The physician starts a patient with asthma (493.00, Extrinsic asthma; unspecified or 493.20, Chronic obstructive asthma; unspecified) on Advair. A nurse then teaches the patient how to use the Diskus. According to CPT guidelines, you should report 99201-99215 for the office visit (depending on whether you’re treating a new or established patient). Then report 94664, but don’t append a modifier, says Alan L. Plummer, MD, professor of medicine, Division of Pulmonary, Allergy, and Critical Care at Emory University School of Medicine in Atlanta.

CMS transmittal R954CP indicates that modifier 25 (Significant, separately identifiable E/M service by the same physician on the same day of the procedure or other service) applies only to E/M services performed with procedures that have a global fee period. Code 94664 does not have a global fee period, which is why you don’t automatically include modifier 25.

Despite what CMS guidelines might state, many payers will only reimburse for the service if you append modifier 25 to the visit code. Check your major insurers’ policies to learn their requirements.

2. Include Treatment in Teaching Session

The physician might administer a medication dose during the teaching session. If so, remember that both services (treatment + teaching) are bundled into 94640 (Pressurized or nonpressurized inhalation treatment for acute airway obstruction or for sputum induction for diagnostic purposes [e.g., with an aerosol generator, nebulizer, metered dose inhaler or intermittent positive pressure breathing [IPPB] device]). Because of this, you’ll only report 94640 since the physician performed the administration as part of the demonstration/evaluation.

3. Remember Modifier 59 for Extra Education

Consider this scenario: An asthmatic patient is wheezing and having difficulty breathing during an outpatient visit. She requires one or more bronchodilator treatments for intervention: 493.01 (Extrinsic asthma; with status asthmaticus), 493.02 (Extrinsic asthma; with [acute] exacerbation), 493.21 (Chronic obstructive asthma; with status asthmaticus), or 493.22 (Chronic obstructive asthma; with [acute] exacerbation). During questioning, your physician discovers that the patient didn’t use her MDI device or nebulizer properly prior to her visit. After he treats the patient, he provides her with additional education about how to use the devices.

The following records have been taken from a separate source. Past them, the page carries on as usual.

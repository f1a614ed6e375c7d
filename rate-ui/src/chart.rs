//! Charge history charts.
//!
//! Each y column becomes one line over the supply periods of the lookup
//! result. Blank cells are skipped, and a column with no values at all is
//! left out of the chart and its legend.

use std::ops::Range;

use chrono::{Days, NaiveDate};
use plotters::{coord::types::RangedDate, drawing::DrawingAreaErrorKind, prelude::*};
use rate_core::{CellValue, Column, RateRow};
use rust_decimal::{Decimal, prelude::ToPrimitive};
use thiserror::Error;
use tracing::debug;

const CHART_SIZE: (u32, u32) = (1024, 600);

const PALETTE: [RGBColor; 6] = [
    RGBColor(31, 119, 180),
    RGBColor(255, 127, 14),
    RGBColor(44, 160, 44),
    RGBColor(214, 39, 40),
    RGBColor(148, 103, 189),
    RGBColor(140, 86, 75),
];

#[derive(Debug, Error)]
pub enum ChartError {
    #[error("column '{0}' is not a date column and cannot be used as the x axis")]
    UnsupportedAxis(Column),

    #[error("no values to plot")]
    NoData,

    #[error("chart drawing failed: {0}")]
    Draw(String),
}

/// The points of one y column, ordered by x.
#[derive(Debug, Clone, PartialEq, Eq)]
pub struct Series {
    pub column: Column,
    pub points: Vec<(NaiveDate, Decimal)>,
}

impl Series {
    pub fn first(&self) -> Option<(NaiveDate, Decimal)> {
        self.points.first().copied()
    }

    pub fn last(&self) -> Option<(NaiveDate, Decimal)> {
        self.points.last().copied()
    }

    pub fn min(&self) -> Option<Decimal> {
        self.points.iter().map(|(_, v)| *v).min()
    }

    pub fn max(&self) -> Option<Decimal> {
        self.points.iter().map(|(_, v)| *v).max()
    }
}

fn x_value(
    x: Column,
    row: &RateRow,
) -> Result<Option<NaiveDate>, ChartError> {
    match x.value(row) {
        CellValue::Date(date) => Ok(date),
        CellValue::Text(_) | CellValue::Number(_) => Err(ChartError::UnsupportedAxis(x)),
    }
}

/// Collects the non-empty series for `y`, in `y` order.
pub fn collect_series(
    rows: &[RateRow],
    x: Column,
    y: &[Column],
) -> Result<Vec<Series>, ChartError> {
    let mut xs = Vec::with_capacity(rows.len());
    for row in rows {
        xs.push(x_value(x, row)?);
    }

    let series = y
        .iter()
        .map(|&column| {
            let mut points: Vec<_> = rows
                .iter()
                .zip(&xs)
                .filter_map(|(row, date)| Some(((*date)?, column.number(row)?)))
                .collect();
            points.sort_by_key(|(date, _)| *date);
            Series { column, points }
        })
        .filter(|series| !series.points.is_empty())
        .collect();

    Ok(series)
}

fn x_range(series: &[Series]) -> Option<Range<NaiveDate>> {
    let dates = series.iter().flat_map(|s| s.points.iter().map(|(d, _)| *d));
    let first = dates.clone().min()?;
    let last = dates.max()?;
    let end = last.checked_add_days(Days::new(1)).unwrap_or(last);
    Some(first..end)
}

fn y_range(series: &[Series]) -> Range<f64> {
    let values = series
        .iter()
        .flat_map(|s| s.points.iter().filter_map(|(_, v)| v.to_f64()));
    let (lo, hi) = values.fold((0f64, f64::MIN), |(lo, hi), v| (lo.min(v), hi.max(v)));
    let hi = if hi <= lo { lo + 1.0 } else { hi + (hi - lo) * 0.05 };
    lo..hi
}

fn draw(
    svg: &mut String,
    x: Column,
    x_range: Range<NaiveDate>,
    y_range: Range<f64>,
    series: &[Series],
) -> Result<(), DrawingAreaErrorKind<std::io::Error>> {
    let root = SVGBackend::with_string(svg, CHART_SIZE).into_drawing_area();
    root.fill(&WHITE)?;

    let ranged_date: RangedDate<NaiveDate> = x_range.into();
    let mut chart = ChartBuilder::on(&root)
        .margin(20i32)
        .x_label_area_size(30u32)
        .y_label_area_size(60u32)
        .build_cartesian_2d(ranged_date, y_range)?;
    chart
        .configure_mesh()
        .x_labels(10_usize)
        .x_desc(x.header())
        .x_label_formatter(&|date| date.format("%Y-%m").to_string())
        .draw()?;

    for (index, line) in series.iter().enumerate() {
        let colour = PALETTE[index % PALETTE.len()];
        let points: Vec<(NaiveDate, f64)> = line
            .points
            .iter()
            .filter_map(|(date, value)| Some((*date, value.to_f64()?)))
            .collect();
        chart
            .draw_series(LineSeries::new(points, colour))?
            .label(line.column.header())
            .legend(move |(x, y)| PathElement::new(vec![(x, y), (x + 20, y)], colour));
    }

    chart
        .configure_series_labels()
        .background_style(WHITE.mix(0.8))
        .border_style(BLACK)
        .draw()?;
    root.present()?;
    Ok(())
}

/// Renders a line chart of `y` over `x` as an SVG document.
pub fn render_svg(
    rows: &[RateRow],
    x: Column,
    y: &[Column],
) -> Result<String, ChartError> {
    let series = collect_series(rows, x, y)?;
    let x_range = x_range(&series).ok_or(ChartError::NoData)?;
    let y_range = y_range(&series);

    let mut svg = String::new();
    draw(&mut svg, x, x_range, y_range, &series).map_err(|e| ChartError::Draw(e.to_string()))?;
    debug!(series = series.len(), bytes = svg.len(), "chart rendered");

    Ok(svg)
}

First, report 94640. If your physician offers multiple treatments, report 94640 the appropriate number of times and append modifier 76 (Repeat procedure or service by same physician or other qualified health care professional). Include the appropriate E/M code without a modifier, unless the payer requires modifier 25 with the E/M. Next, report 94664 with modifier 59 (Distinct procedural service), as the patient required additional instruction for his daily maintenance medication. This is different from the medication provided for immediate intervention (94640).

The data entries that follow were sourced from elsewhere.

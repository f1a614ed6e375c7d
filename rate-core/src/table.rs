//! The historical rate table.
//!
//! A [`RateTable`] is built once from loaded rows and is read-only afterwards,
//! so a single instance can be shared (e.g. behind an `Arc`) by any number of
//! sessions without synchronisation.

use chrono::NaiveDate;

use crate::models::RateRow;

#[derive(Debug, Clone, Default, PartialEq, Eq)]
pub struct RateTable {
    rows: Vec<RateRow>,
    /// Distinct customer classes in first-seen order.
    classes: Vec<String>,
}

impl RateTable {
    /// Builds a table from rows in source order.
    pub fn new(rows: Vec<RateRow>) -> Self {
        let mut classes: Vec<String> = Vec::new();
        for row in &rows {
            if !classes.contains(&row.customer_class) {
                classes.push(row.customer_class.clone());
            }
        }

        Self { rows, classes }
    }

    /// Distinct customer classes, in the order they first appear.
    pub fn classes(&self) -> &[String] {
        &self.classes
    }

    pub fn has_class(
        &self,
        customer_class: &str,
    ) -> bool {
        self.classes.iter().any(|c| c == customer_class)
    }

    /// Rows for one customer class, in table order.
    pub fn rows_for<'a>(
        &'a self,
        customer_class: &'a str,
    ) -> impl Iterator<Item = &'a RateRow> + 'a {
        self.rows
            .iter()
            .filter(move |row| row.customer_class == customer_class)
    }

    pub fn rows(&self) -> &[RateRow] {
        &self.rows
    }

    pub fn len(&self) -> usize {
        self.rows.len()
    }

    pub fn is_empty(&self) -> bool {
        self.rows.is_empty()
    }

    /// Earliest and latest supply period in the table.
    pub fn supply_period_span(&self) -> Option<(NaiveDate, NaiveDate)> {
        let first = self.rows.iter().map(|r| r.supply_period).min()?;
        let last = self.rows.iter().map(|r| r.supply_period).max()?;
        Some((first, last))
    }
}

impl FromIterator<RateRow> for RateTable {
    fn from_iter<I: IntoIterator<Item = RateRow>>(iter: I) -> Self {
        Self::new(iter.into_iter().collect())
    }
}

If the patient required separate education after receiving an inhalation treatment on the same day, you would bill both services (treatment + education), appending modifier 59 to 94664.

The Correct Coding Initiative (CCI) edit on 94640 and 94664 has a “1” in the modifier column, signaling that you can override the edit with the proper modifier. So Medicare and payers that follow CCI edits will require modifier 59 on the component code (94664) to indicate that the teaching is a distinct procedural service from the inhalation treatment.

4. Prove Medical Necessity

Reporting 94664 can garner almost $16 for your physician, based on the national Medicare non-facility rate payment schedule. Do your part in achieving reimbursement by encouraging physicians to document medical necessity for 94664.

Ask your physicians to document in the plan or treatment portion of the written record that the patient requires a teaching session on the use of his MDI, diskus, nebulizer, etc. In addition, don’t forget to document why the session is necessary. “Remember, if you don’t document what occurred, the payers will consider it didn’t happen,” Plummer reminds.